July 17, 2018 I’m thinking about the snippets of Keith Richard’s journal that we saw yesterday at the Rolling Stones exhibit in Nashville’s Hall of Fame Museum Hall. There were only one or two pages of his writing on display from January 1963, but those little windows into time past reminded me why it’s worthwhile to put pen to paper, and to recount the passing moments of time.
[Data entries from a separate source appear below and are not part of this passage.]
//! Escape sequence decoder
//!
//! A stateful decoder that converts a byte stream into terminal events.
//! State survives between calls so sequences may be split at arbitrary
//! read boundaries.

mod action;
mod state;
mod utf8;

pub use action::{Action, ControlCode, ControlFunction, SgrAttribute};
pub use state::Decoder;
pub use utf8::{Utf8Assembler, Utf8Result};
Kieth Richards was writing at a time when the Rolling Stones as a band were just getting underway, and I was close to being conceived. The exhibit as a whole was comprehensive, covering many aspects of their long career, including some fun gems: a reconstruction of their London flat, with it’s tiny kitchen and dishes piled high in the sink; their messy living room, with cigarette butts overflowing in the ashtrays and blues records spilling out of the console; reconstructions of their early recording studios, with consoles where you could experiment with the mix of certain songs, and some of their famous guitars. There were also descriptions of their stage designs, tour posters and costumes, all culminating a 3-D video performance of ‘Satisfaction’ in London’s Hyde Park in 2015. The exhibit was strangely lifeless, though, since it seemed like a finalized memoir of a band that is actually still performing, with most of it’s members still alive. They even had a video clip of Mick Jagger sitting with his guitar, welcoming people to Nashville.
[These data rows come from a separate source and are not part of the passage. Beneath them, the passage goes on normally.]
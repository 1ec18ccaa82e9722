//! Text selection over the grid
//!
//! A selection is an anchor (where the drag started) and a head (where
//! it currently is). Ordering is decided by linear cell index, row-major,
//! so a backwards drag covers exactly the same cells as a forwards one.
//! Extraction walks the covered cells, shows empty cells as spaces, trims
//! trailing blanks per row and joins rows with newlines.

use serde::{Deserialize, Serialize};
use tracing::warn;

use super::grid::Grid;

/// Upper bound on extracted selection text; longer content is truncated
const MAX_TEXT_BYTES: usize = 1 << 20;

/// A position in the grid, 0-indexed
#[derive(Debug, Clone, Copy, PartialEq, Eq, Serialize, Deserialize)]
pub struct SelectionPoint {
    pub row: usize,
    pub col: usize,
}

impl SelectionPoint {
    pub fn new(row: usize, col: usize) -> Self {
        Self { row, col }
    }

    /// Row-major cell index, the ordering key for selection endpoints
    pub fn linear(&self, cols: usize) -> usize {
        self.row * cols + self.col
    }
}

/// An anchor-and-head selection over grid cells
#[derive(Debug, Clone, Copy, PartialEq, Eq, Serialize, Deserialize)]
pub struct Selection {
    /// Fixed endpoint, set when the selection began
    anchor: SelectionPoint,
    /// Moving endpoint, follows the drag
    head: SelectionPoint,
}

impl Selection {
    /// Begin a selection; anchor and head start at the same cell, so a
    /// fresh selection covers exactly one cell
    pub fn new(anchor: SelectionPoint) -> Self {
        Self {
            anchor,
            head: anchor,
        }
    }

    /// Move the head, keeping the anchor
    pub fn drag_to(&mut self, head: SelectionPoint) {
        self.head = head;
    }

    pub fn anchor(&self) -> SelectionPoint {
        self.anchor
    }

    pub fn head(&self) -> SelectionPoint {
        self.head
    }

    /// Endpoints in linear order: the returned pair satisfies
    /// `start.linear(cols) <= end.linear(cols)`
    pub fn bounds(&self, cols: usize) -> (SelectionPoint, SelectionPoint) {
        if self.anchor.linear(cols) <= self.head.linear(cols) {
            (self.anchor, self.head)
        } else {
            (self.head, self.anchor)
        }
    }

    /// Whether the cell at (row, col) is covered.
    ///
    /// Equivalent to the usual three-case row predicate: the start row is
    /// covered from the start column, the end row up to the end column,
    /// and rows strictly between in full.
    pub fn contains(&self, row: usize, col: usize, cols: usize) -> bool {
        let (start, end) = self.bounds(cols);
        let idx = SelectionPoint::new(row, col).linear(cols);
        idx >= start.linear(cols) && idx <= end.linear(cols)
    }

    /// Extract the covered text from the grid
    pub fn extract(&self, grid: &Grid) -> String {
        let (start, end) = self.bounds(grid.cols());
        let mut text = String::new();
        let mut truncated = false;

        'rows: for row in start.row..=end.row {
            let first = if row == start.row { start.col } else { 0 };
            let last = if row == end.row {
                end.col
            } else {
                grid.last_col()
            };

            let mut line = String::with_capacity(last - first + 1);
            for col in first..=last {
                line.push(grid.cell(row, col).display_char());
            }
            let line = line.trim_end();

            if row != start.row {
                if text.len() + 1 > MAX_TEXT_BYTES {
                    truncated = true;
                    break;
                }
                text.push('\n');
            }
            for ch in line.chars() {
                if text.len() + ch.len_utf8() > MAX_TEXT_BYTES {
                    truncated = true;
                    break 'rows;
                }
                text.push(ch);
            }
        }

        if truncated {
            warn!(limit = MAX_TEXT_BYTES, "selection text truncated");
        }
        text
    }
}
Phoenix asked, “Are they dead”? Orion said he liked it, but “They are really old”. The cool connection between the Stones and this region of the country is the fact that they were influenced by music that was being recorded here in the 50’s by producers like Sam Cooke, who recorded blues guitarists. Displays of Sam’s studio and other gems were in the exhibit hall of the Musicians’ Hall of Fame. The kids liked the working displays of Roland’s current offering of drums and keyboards, while Paige liked the video room full of grammy-award winners; I liked the two pianos that were originally up at Caribou Ranch near Nederland, which had been used by Elton John and John Lennon while composing various albums and songs.

We dropped a lot of money this day in Nashville; in fact our entire stay here has been really expensive, since we also did a trolley tour that took us around the town, allowing us to get off where we wanted to explore. This was fine; and we made it to a parking garage near the Hall of Fame around 9:30 trying to find the first stop.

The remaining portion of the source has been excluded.